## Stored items
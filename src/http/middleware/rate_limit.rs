//! Tower layer applying the per-client rate limiter.

use axum::{
    http::Request,
    response::{IntoResponse, Response},
};
use futures_util::future::BoxFuture;
use std::sync::Arc;
use std::task::{Context, Poll};
use tower::{Layer, Service};

use crate::error::GatewayError;
use crate::http::request::{remote_ip, request_id};
use crate::http::response::insert_rate_limit_headers;
use crate::security::{client_key, ClientIdentity, RateLimiter, SharedExemptPaths};

/// Layer that spends one token per non-exempt request.
#[derive(Clone)]
pub struct RateLimitLayer {
    limiter: Arc<RateLimiter>,
    exempt: SharedExemptPaths,
}

impl RateLimitLayer {
    pub fn new(limiter: Arc<RateLimiter>, exempt: SharedExemptPaths) -> Self {
        Self { limiter, exempt }
    }
}

impl<S> Layer<S> for RateLimitLayer {
    type Service = RateLimitService<S>;

    fn layer(&self, inner: S) -> Self::Service {
        RateLimitService {
            inner,
            limiter: self.limiter.clone(),
            exempt: self.exempt.clone(),
        }
    }
}

#[derive(Clone)]
pub struct RateLimitService<S> {
    inner: S,
    limiter: Arc<RateLimiter>,
    exempt: SharedExemptPaths,
}

impl<S, B> Service<Request<B>> for RateLimitService<S>
where
    S: Service<Request<B>> + Clone + Send + 'static,
    S::Response: IntoResponse,
    S::Future: Send + 'static,
    B: Send + 'static,
{
    type Response = Response;
    type Error = S::Error;
    type Future = BoxFuture<'static, Result<Response, S::Error>>;

    fn poll_ready(&mut self, cx: &mut Context<'_>) -> Poll<Result<(), Self::Error>> {
        self.inner.poll_ready(cx)
    }

    fn call(&mut self, req: Request<B>) -> Self::Future {
        // Take the service that was driven to readiness.
        let clone = self.inner.clone();
        let mut inner = std::mem::replace(&mut self.inner, clone);

        if !self.limiter.is_enabled() || self.exempt.load().contains(req.uri().path()) {
            return Box::pin(async move { Ok(inner.call(req).await?.into_response()) });
        }

        let identity = req.extensions().get::<ClientIdentity>().map(ClientIdentity::as_str);
        let key = client_key(identity, remote_ip(&req, self.limiter.trusts_proxy()));
        let decision = self.limiter.consume(&key, 1);

        if !decision.admitted {
            tracing::warn!(
                request_id = request_id(&req).unwrap_or("-"),
                client = %key,
                path = %req.uri().path(),
                limit = decision.limit,
                "Rate limit exceeded"
            );
            let mut response = GatewayError::RateLimitExceeded {
                limit: decision.limit,
                retry_after: decision.retry_after,
            }
            .into_response();
            insert_rate_limit_headers(response.headers_mut(), &decision);
            return Box::pin(async move { Ok(response) });
        }

        Box::pin(async move {
            let mut response = inner.call(req).await?.into_response();
            insert_rate_limit_headers(response.headers_mut(), &decision);
            Ok(response)
        })
    }
}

## What is needed
Retype all of the data exactly, so that nothing differs from what is given.

## Finished task
filename src/http/middleware/rate_limit.rs
//! Tower layer applying the per-client rate limiter.

use axum::{
    http::Request,
    response::{IntoResponse, Response},
};
use futures_util::future::BoxFuture;
use std::sync::Arc;
use std::task::{Context, Poll};
use tower::{Layer, Service};

use crate::error::GatewayError;
use crate::http::request::{remote_ip, request_id};
use crate::http::response::insert_rate_limit_headers;
use crate::security::{client_key, ClientIdentity, RateLimiter, SharedExemptPaths};

/// Layer that spends one token per non-exempt request.
#[derive(Clone)]
pub struct RateLimitLayer {
    limiter: Arc<RateLimiter>,
    exempt: SharedExemptPaths,
}

impl RateLimitLayer {
    pub fn new(limiter: Arc<RateLimiter>, exempt: SharedExemptPaths) -> Self {
        Self { limiter, exempt }
    }
}

impl<S> Layer<S> for RateLimitLayer {
    type Service = RateLimitService<S>;

    fn layer(&self, inner: S) -> Self::Service {
        RateLimitService {
            inner,
            limiter: self.limiter.clone(),
            exempt: self.exempt.clone(),
        }
    }
}

#[derive(Clone)]
pub struct RateLimitService<S> {
    inner: S,
    limiter: Arc<RateLimiter>,
    exempt: SharedExemptPaths,
}

impl<S, B> Service<Request<B>> for RateLimitService<S>
where
    S: Service<Request<B>> + Clone + Send + 'static,
    S::Response: IntoResponse,
    S::Future: Send + 'static,
    B: Send + 'static,
{
    type Response = Response;
    type Error = S::Error;
    type Future = BoxFuture<'static, Result<Response, S::Error>>;

    fn poll_ready(&mut self, cx: &mut Context<'_>) -> Poll<Result<(), Self::Error>> {
        self.inner.poll_ready(cx)
    }

    fn call(&mut self, req: Request<B>) -> Self::Future {
        // Take the service that was driven to readiness.
        let clone = self.inner.clone();
        let mut inner = std::mem::replace(&mut self.inner, clone);

        if !self.limiter.is_enabled() || self.exempt.load().contains(req.uri().path()) {
            return Box::pin(async move { Ok(inner.call(req).await?.into_response()) });
        }

        let identity = req.extensions().get::<ClientIdentity>().map(ClientIdentity::as_str);
        let key = client_key(identity, remote_ip(&req, self.limiter.trusts_proxy()));
        let decision = self.limiter.consume(&key, 1);

        if !decision.admitted {
            tracing::warn!(
                request_id = request_id(&req).unwrap_or("-"),
                client = %key,
                path = %req.uri().path(),
                limit = decision.limit,
                "Rate limit exceeded"
            );
            let mut response = GatewayError::RateLimitExceeded {
                limit: decision.limit,
                retry_after: decision.retry_after,
            }
            .into_response();
            insert_rate_limit_headers(response.headers_mut(), &decision);
            return Box::pin(async move { Ok(response) });
        }

        Box::pin(async move {
            let mut response = inner.call(req).await?.into_response();
            insert_rate_limit_headers(response.headers_mut(), &decision);
            Ok(response)
        })
    }
}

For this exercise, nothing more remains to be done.